Over the next month, the remainder of the line was built between Annadale and Pleasant Plains as a single-track line, with a passing siding at Huguenot, passing through mosquito-infested land laced with peat bogs and quicksand—an area known locally as Skunk's Misery. It took a lot of time and wood to built the sub-roadbed with logs. It was viewed as unlikely to be a worthwhile investment to double-track the line because of the low passenger volume south of New Dorp. South of Pleasant Plains, the line was double-tracked. The line was extended to Annadale on May 14, 1860, and was completed to Tottenville on June 2, 1860, with a formal opening of the railroad. The completion of the line to Tottenville allowed passengers to transfer to a ferry that crossed the Arthur Kill and allowed passage to Perth Amboy, New Jersey. Initially, services made eleven stops between Vanderbilt's Landing and Tottenville. Many stations were named after nearby large farms, such as Garretson's and Gifford's. The stations built at Eltingville and Annadale—whose namesakes, the Eltings family and Anna Seguine, were influential in paying for the construction of the rail line—were the most elaborate. The arrival of the railroad gave dignity to some locations on Staten Island; "Poverty Hollow" was renamed Rosebank, Oakwood became Oakwood Heights, and other places were renamed with the coming of the railroad.

In August 1860, the railroad was extended from the depot at Vanderbilt's Landing to the wharf, which allowed passengers to walk directly to the boat from the train instead of walking  along the sand. At the time, it took one and a half hours to get to Tottenville from Manhattan. Patronage of the rail line exceeded the greatest expectations of its projectors. On February 27, 1861, the New Jersey Locomotive Works gave notice of foreclosure on the two locomotives; Cornelius Vanderbilt interceded again and on September 4, 1861, the SIRR was placed into receivership with William Vanderbilt to prevent the loss of the locomotives and rolling stock to creditors. The Vanderbilts had taken stock in the railroad but in 1863, William Vanderbilt managed the receivership well enough for it to be discharged, with the debt paid off. As a result, the railroad became property of the Vanderbilts; facilities were enlarged under their leadership—an expansion made possible by increasing the capital stock to $800,000 from $350,000.

On October 5, 1861, in what might have been the first major accident on the railroad, Mary Austin, age 16, was killed by a train at Princess Bay as she crossed the tracks.

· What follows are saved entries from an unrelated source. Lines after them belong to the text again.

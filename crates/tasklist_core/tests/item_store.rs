use chrono::{NaiveDate, NaiveDateTime};
use tasklist_core::{
    FixedClock, ItemStatus, ItemStore, ItemValidationError, Listing, SearchOutcome, StoreError,
};

fn start() -> NaiveDateTime {
    NaiveDate::from_ymd_opt(2026, 10, 19)
        .and_then(|d| d.and_hms_opt(9, 30, 0))
        .unwrap()
}

fn store_with(titles: &[&str]) -> ItemStore<FixedClock> {
    let mut store = ItemStore::new(FixedClock::new(start()));
    for title in titles {
        store.add(title).unwrap();
    }
    store
}

fn titles(store: &ItemStore<FixedClock>) -> Vec<&str> {
    store.items().iter().map(|item| item.title()).collect()
}

#[test]
fn add_appends_pending_item_with_trimmed_title() {
    let mut store = store_with(&[]);
    for (count, raw) in ["Buy milk", "  spaced out  ", "\tWrite   report\n", "ü"]
        .iter()
        .enumerate()
    {
        store.add(raw).unwrap();
        assert_eq!(store.len(), count + 1);
        let added = store.get(store.len()).unwrap();
        assert_eq!(added.title(), raw.trim());
        assert_eq!(added.status(), ItemStatus::Pending);
        assert_eq!(added.created_at(), start());
    }
}

#[test]
fn add_rejects_blank_titles_without_mutation() {
    let mut store = store_with(&["keep"]);
    for raw in ["", "   ", "\t\n"] {
        let err = store.add(raw).unwrap_err();
        assert_eq!(err, StoreError::InvalidInput(ItemValidationError::EmptyTitle));
        assert_eq!(err.to_string(), "Task title cannot be empty.");
    }
    assert_eq!(titles(&store), vec!["keep"]);
}

#[test]
fn list_numbers_items_in_insertion_order() {
    let store = store_with(&["Buy milk", "Write report"]);
    let Listing::Items(rows) = store.list() else {
        panic!("expected items");
    };
    assert_eq!(rows.len(), 2);
    assert_eq!((rows[0].position, rows[0].title), (1, "Buy milk"));
    assert_eq!((rows[1].position, rows[1].title), (2, "Write report"));
    assert!(rows.iter().all(|row| row.status == ItemStatus::Pending));
}

#[test]
fn list_on_empty_store_signals_no_items() {
    let store = store_with(&[]);
    assert_eq!(store.list(), Listing::NoItems);
}

#[test]
fn out_of_range_positions_leave_store_unchanged() {
    let mut store = store_with(&["a", "b"]);
    store.set_done(2, true).unwrap();

    for position in [0, 3, 100, usize::MAX] {
        assert_eq!(
            store.set_done(position, true).unwrap_err(),
            StoreError::OutOfRange { position, len: 2 }
        );
        assert_eq!(
            store.remove(position).unwrap_err(),
            StoreError::OutOfRange { position, len: 2 }
        );
    }

    assert_eq!(titles(&store), vec!["a", "b"]);
    assert!(!store.get(1).unwrap().is_done());
    assert!(store.get(2).unwrap().is_done());
}

#[test]
fn set_done_round_trip_restores_pending() {
    let mut store = store_with(&["a", "b"]);
    store.set_done(1, true).unwrap();
    store.set_done(1, true).unwrap();
    assert_eq!(store.get(1).unwrap().status(), ItemStatus::Done);
    assert_eq!(store.get(2).unwrap().status(), ItemStatus::Pending);

    store.set_done(1, false).unwrap();
    assert_eq!(store.get(1).unwrap().status(), ItemStatus::Pending);
}

#[test]
fn remove_shifts_later_positions_down() {
    let mut store = store_with(&["a", "b", "c", "d"]);
    let removed = store.remove(2).unwrap();
    assert_eq!(removed.title(), "b");
    assert_eq!(titles(&store), vec!["a", "c", "d"]);
    assert_eq!(store.get(2).unwrap().title(), "c");
}

#[test]
fn clear_done_removes_exactly_done_items_in_order() {
    let mut store = store_with(&["a", "b", "c", "d", "e"]);
    store.set_done(2, true).unwrap();
    store.set_done(4, true).unwrap();
    store.set_done(5, true).unwrap();

    assert_eq!(store.clear_done(), 3);
    assert_eq!(titles(&store), vec!["a", "c"]);
    assert_eq!(store.clear_done(), 0);
}

#[test]
fn clear_done_scenario_leaves_write_report_first() {
    let mut store = store_with(&["Buy milk", "Write report"]);
    store.set_done(1, true).unwrap();
    assert_eq!(store.clear_done(), 1);

    let Listing::Items(rows) = store.list() else {
        panic!("expected items");
    };
    assert_eq!(rows.len(), 1);
    assert_eq!((rows[0].position, rows[0].title), (1, "Write report"));
}

#[test]
fn search_is_case_insensitive_with_match_local_positions() {
    let store = store_with(&["Buy milk", "Write report", "Call Bob", "bobsled"]);
    let SearchOutcome::Matches(rows) = store.search("  BOB ").unwrap() else {
        panic!("expected matches");
    };
    let found: Vec<(usize, &str)> = rows.iter().map(|row| (row.position, row.title)).collect();
    assert_eq!(found, vec![(1, "Call Bob"), (2, "bobsled")]);
}

#[test]
fn search_single_match_is_position_one() {
    let store = store_with(&["Call Bob"]);
    let SearchOutcome::Matches(rows) = store.search("bob").unwrap() else {
        panic!("expected matches");
    };
    assert_eq!(rows.len(), 1);
    assert_eq!(rows[0].position, 1);
}

#[test]
fn search_reports_no_matches_and_empty_keyword() {
    let store = store_with(&["Buy milk"]);
    assert_eq!(store.search("tea").unwrap(), SearchOutcome::NoMatches);

    for keyword in ["", "   "] {
        let err = store.search(keyword).unwrap_err();
        assert_eq!(
            err,
            StoreError::InvalidInput(ItemValidationError::EmptyKeyword)
        );
        assert_eq!(err.to_string(), "Search keyword cannot be empty.");
    }
}
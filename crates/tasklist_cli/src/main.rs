//! Interactive task list entry point.
//!
//! # Responsibility
//! - Parse process flags and optionally start file logging.
//! - Run the core command loop over real stdin/stdout.
//! - Turn an interrupt into a farewell and a successful exit.

use anyhow::{Context, Result};
use clap::Parser;
use log::info;
use std::io::{self, Write};
use tasklist_core::{
    default_log_level, init_logging, CommandLoop, ItemStore, LogLevel, FAREWELL,
};

#[derive(Parser, Debug)]
#[command(name = "tasklist", version, about = "Interactive in-memory task list")]
struct Cli {
    /// Absolute directory for rolling diagnostic logs. Logging is off when unset.
    #[arg(long)]
    log_dir: Option<String>,

    /// Log level: trace, debug, info, warn or error.
    #[arg(long, value_parser = parse_log_level)]
    log_level: Option<LogLevel>,
}

fn parse_log_level(value: &str) -> Result<LogLevel, String> {
    LogLevel::parse(value).map_err(|err| err.to_string())
}

fn main() -> Result<()> {
    let cli = Cli::parse();

    if let Some(log_dir) = cli.log_dir.as_deref() {
        let level = cli.log_level.unwrap_or_else(default_log_level);
        init_logging(level, log_dir).context("failed to initialize logging")?;
    }

    spawn_interrupt_watcher().context("failed to install interrupt handler")?;

    // Unlocked handle: the interrupt watcher must be able to write the farewell
    // while this thread is blocked on stdin.
    let mut session = CommandLoop::new(ItemStore::with_system_clock(), io::stdout());
    session.print_banner()?;
    let exit = session.run(io::stdin().lock())?;
    info!("event=app_exit module=cli status=ok reason={:?}", exit);
    log::logger().flush();

    Ok(())
}

/// Waits for the first interrupt on a background thread, then says goodbye and
/// exits with status 0. The command loop itself stays synchronous.
///
/// The signal handler is registered before this returns, so an interrupt that
/// arrives while the loop starts is still caught.
fn spawn_interrupt_watcher() -> Result<()> {
    let runtime = tokio::runtime::Builder::new_current_thread()
        .enable_all()
        .build()?;
    let mut interrupt = InterruptListener::install(&runtime)?;

    std::thread::Builder::new()
        .name("interrupt-watcher".to_string())
        .spawn(move || {
            if runtime.block_on(interrupt.recv()).is_none() {
                return;
            }
            info!("event=app_exit module=cli status=ok reason=interrupt");
            log::logger().flush();

            let mut stdout = io::stdout();
            let _ = writeln!(stdout, "\n{FAREWELL}");
            let _ = stdout.flush();
            std::process::exit(0);
        })?;

    Ok(())
}

/// Interrupt stream registered eagerly on the given runtime.
struct InterruptListener {
    #[cfg(unix)]
    inner: tokio::signal::unix::Signal,
    #[cfg(windows)]
    inner: tokio::signal::windows::CtrlC,
}

impl InterruptListener {
    fn install(runtime: &tokio::runtime::Runtime) -> io::Result<Self> {
        let _guard = runtime.enter();
        #[cfg(unix)]
        let inner =
            tokio::signal::unix::signal(tokio::signal::unix::SignalKind::interrupt())?;
        #[cfg(windows)]
        let inner = tokio::signal::windows::ctrl_c()?;
        Ok(Self { inner })
    }

    /// Resolves on the next interrupt; `None` if the stream closed.
    async fn recv(&mut self) -> Option<()> {
        self.inner.recv().await
    }
}

#[cfg(all(test, unix))]
mod tests {
    use super::InterruptListener;
    use std::process::Command;

    #[test]
    fn interrupt_sent_right_after_install_is_caught() {
        let runtime = tokio::runtime::Builder::new_current_thread()
            .enable_all()
            .build()
            .unwrap();
        let mut interrupt = InterruptListener::install(&runtime).unwrap();

        // No poll has happened yet; the default handler would kill the test.
        let status = Command::new("kill")
            .args(["-INT", &std::process::id().to_string()])
            .status()
            .unwrap();
        assert!(status.success());

        assert_eq!(runtime.block_on(interrupt.recv()), Some(()));
    }
}
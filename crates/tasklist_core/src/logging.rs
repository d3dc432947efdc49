//! Opt-in diagnostic logging.
//!
//! # Responsibility
//! - Install a rolling file logger once per process.
//! - Capture panics as sanitized log events.
//!
//! # Invariants
//! - Nothing is written to stdout/stderr; the interactive protocol owns them.
//! - Re-initialization with the same config is a no-op; any other config is
//!   rejected.
//! - Initialization never panics.

use flexi_logger::{Cleanup, Criterion, FileSpec, Logger, LoggerHandle, Naming, WriteMode};
use log::{error, info};
use once_cell::sync::OnceCell;
use std::error::Error;
use std::fmt::{Display, Formatter};
use std::path::{Path, PathBuf};

const LOG_FILE_BASENAME: &str = "tasklist";
const MAX_LOG_FILE_SIZE_BYTES: u64 = 10 * 1024 * 1024;
const MAX_LOG_FILES: usize = 5;
const MAX_PANIC_PAYLOAD_CHARS: usize = 160;

static LOGGING_STATE: OnceCell<LoggingState> = OnceCell::new();
static PANIC_HOOK_INSTALLED: OnceCell<()> = OnceCell::new();

struct LoggingState {
    level: LogLevel,
    log_dir: PathBuf,
    _logger: LoggerHandle,
}

/// Supported log verbosity levels.
#[derive(Debug, Clone, Copy, PartialEq, Eq)]
pub enum LogLevel {
    Trace,
    Debug,
    Info,
    Warn,
    Error,
}

impl LogLevel {
    pub fn as_str(self) -> &'static str {
        match self {
            Self::Trace => "trace",
            Self::Debug => "debug",
            Self::Info => "info",
            Self::Warn => "warn",
            Self::Error => "error",
        }
    }

    /// Parses a level name, case-insensitively. `warning` is accepted as `warn`.
    pub fn parse(value: &str) -> Result<Self, LoggingError> {
        match value.trim().to_ascii_lowercase().as_str() {
            "trace" => Ok(Self::Trace),
            "debug" => Ok(Self::Debug),
            "info" => Ok(Self::Info),
            "warn" | "warning" => Ok(Self::Warn),
            "error" => Ok(Self::Error),
            other => Err(LoggingError::UnsupportedLevel(other.to_string())),
        }
    }
}

impl Display for LogLevel {
    fn fmt(&self, f: &mut Formatter<'_>) -> std::fmt::Result {
        f.write_str(self.as_str())
    }
}

/// Logging bootstrap failures.
#[derive(Debug)]
pub enum LoggingError {
    UnsupportedLevel(String),
    EmptyLogDir,
    RelativeLogDir(String),
    CreateDir { path: PathBuf, source: std::io::Error },
    Backend(String),
    LevelConflict { active: LogLevel, requested: LogLevel },
    DirConflict { active: PathBuf, requested: PathBuf },
}

impl Display for LoggingError {
    fn fmt(&self, f: &mut Formatter<'_>) -> std::fmt::Result {
        match self {
            Self::UnsupportedLevel(level) => write!(
                f,
                "unsupported log level `{level}`; expected trace|debug|info|warn|error"
            ),
            Self::EmptyLogDir => write!(f, "log_dir cannot be empty"),
            Self::RelativeLogDir(path) => {
                write!(f, "log_dir must be an absolute path, got `{path}`")
            }
            Self::CreateDir { path, source } => write!(
                f,
                "failed to create log directory `{}`: {source}",
                path.display()
            ),
            Self::Backend(message) => write!(f, "failed to start logger: {message}"),
            Self::LevelConflict { active, requested } => write!(
                f,
                "logging already initialized with level `{active}`; refusing to switch to `{requested}`"
            ),
            Self::DirConflict { active, requested } => write!(
                f,
                "logging already initialized at `{}`; refusing to switch to `{}`",
                active.display(),
                requested.display()
            ),
        }
    }
}

impl Error for LoggingError {
    fn source(&self) -> Option<&(dyn Error + 'static)> {
        match self {
            Self::CreateDir { source, .. } => Some(source),
            _ => None,
        }
    }
}

/// Initializes file logging at `log_dir` with the given level.
///
/// # Errors
/// - `EmptyLogDir` / `RelativeLogDir` when `log_dir` is not an absolute path.
/// - `CreateDir` / `Backend` when the directory or logger cannot be set up.
/// - `LevelConflict` / `DirConflict` when logging is already active with a
///   different config.
pub fn init_logging(level: LogLevel, log_dir: &str) -> Result<(), LoggingError> {
    let log_dir = normalize_log_dir(log_dir)?;

    let state = LOGGING_STATE.get_or_try_init(|| start_logger(level, &log_dir))?;
    check_same_config(state, level, &log_dir)
}

fn start_logger(level: LogLevel, log_dir: &Path) -> Result<LoggingState, LoggingError> {
    std::fs::create_dir_all(log_dir).map_err(|source| LoggingError::CreateDir {
        path: log_dir.to_path_buf(),
        source,
    })?;

    let logger = Logger::try_with_str(level.as_str())
        .map_err(|err| LoggingError::Backend(err.to_string()))?
        .log_to_file(
            FileSpec::default()
                .directory(log_dir)
                .basename(LOG_FILE_BASENAME),
        )
        .rotate(
            Criterion::Size(MAX_LOG_FILE_SIZE_BYTES),
            Naming::Numbers,
            Cleanup::KeepLogFiles(MAX_LOG_FILES),
        )
        .write_mode(WriteMode::BufferAndFlush)
        .append()
        .format_for_files(flexi_logger::detailed_format)
        .start()
        .map_err(|err| LoggingError::Backend(err.to_string()))?;

    install_panic_hook_once();

    info!(
        "event=app_start module=core status=ok platform={} build_mode={} version={}",
        std::env::consts::OS,
        build_mode(),
        env!("CARGO_PKG_VERSION")
    );
    info!(
        "event=logging_init module=core status=ok level={} log_dir={}",
        level,
        log_dir.display()
    );

    Ok(LoggingState {
        level,
        log_dir: log_dir.to_path_buf(),
        _logger: logger,
    })
}

fn check_same_config(
    state: &LoggingState,
    level: LogLevel,
    log_dir: &Path,
) -> Result<(), LoggingError> {
    if state.log_dir != log_dir {
        return Err(LoggingError::DirConflict {
            active: state.log_dir.clone(),
            requested: log_dir.to_path_buf(),
        });
    }
    if state.level != level {
        return Err(LoggingError::LevelConflict {
            active: state.level,
            requested: level,
        });
    }
    Ok(())
}

/// Returns `(level, log_dir)` of the active logger, or `None` if logging is off.
pub fn logging_status() -> Option<(LogLevel, PathBuf)> {
    LOGGING_STATE
        .get()
        .map(|state| (state.level, state.log_dir.clone()))
}

/// `debug` for debug builds, `info` for release builds.
pub fn default_log_level() -> LogLevel {
    if cfg!(debug_assertions) {
        LogLevel::Debug
    } else {
        LogLevel::Info
    }
}

fn normalize_log_dir(log_dir: &str) -> Result<PathBuf, LoggingError> {
    let trimmed = log_dir.trim();
    if trimmed.is_empty() {
        return Err(LoggingError::EmptyLogDir);
    }
    let path = Path::new(trimmed);
    if !path.is_absolute() {
        return Err(LoggingError::RelativeLogDir(trimmed.to_string()));
    }
    Ok(path.to_path_buf())
}

fn build_mode() -> &'static str {
    if cfg!(debug_assertions) {
        "debug"
    } else {
        "release"
    }
}

fn install_panic_hook_once() {
    if PANIC_HOOK_INSTALLED.set(()).is_err() {
        return;
    }

    let previous_hook = std::panic::take_hook();
    std::panic::set_hook(Box::new(move |panic_info| {
        // Payloads may echo task titles; cap and flatten before logging.
        let location = panic_info
            .location()
            .map(|loc| format!("{}:{}", loc.file(), loc.line()))
            .unwrap_or_else(|| "unknown".to_string());
        let payload = panic_payload_summary(panic_info);
        error!(
            "event=panic_captured module=core status=error location={} payload={}",
            location, payload
        );
        previous_hook(panic_info);
    }));
}

fn panic_payload_summary(info: &std::panic::PanicHookInfo<'_>) -> String {
    let payload = if let Some(message) = info.payload().downcast_ref::<&str>() {
        (*message).to_string()
    } else if let Some(message) = info.payload().downcast_ref::<String>() {
        message.clone()
    } else {
        "non-string panic payload".to_string()
    };

    sanitize_message(&payload, MAX_PANIC_PAYLOAD_CHARS)
}

fn sanitize_message(value: &str, max_chars: usize) -> String {
    let normalized = value.replace(['\n', '\r'], " ");
    let mut truncated = normalized.chars().take(max_chars).collect::<String>();
    if normalized.chars().count() > max_chars {
        truncated.push_str("...");
    }
    truncated
}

Ferry conflicts: 1860–1884 
Ferry service between Perth Amboy and Tottenville began in 1863, operated by the SIRR. It was necessary to have a direct connection between the trains and the infrequent ferries to and from Manhattan, but this was difficult during the beginning of operation. The ferries serving Vanderbilt's Landing were owned by the attorney George Law. Vanderbilt tried to operate a ferry service between Manhattan and Staten Island that would compete with Law's. He also started construction on a central dock on the island, but he abandoned the scheme after a storm destroyed the timber work. Only the large stone foundation remained; it was still visible at low tide in 1900.

Vanderbilt was eventually forced to sell his ferry service to Law after a franchise battle. After the battle, Vanderbilt lost interest in transit operations on Staten Island and he handed the ferry and railroad operations to his brother Jacob H. Vanderbilt, who was the president of the company until 1883. In March 1864, William Vanderbilt bought Law's ferries, bringing both the railroad and the ferries under the same company. In 1865, the railroad took over operation of the New York & Richmond Ferry Company, and would later assume direct responsibility for operating the ferry service to Manhattan. The Perth Amboy and Staten Island ferries were taken over by the railroad under the leadership of Jacob Vanderbilt, who increased service.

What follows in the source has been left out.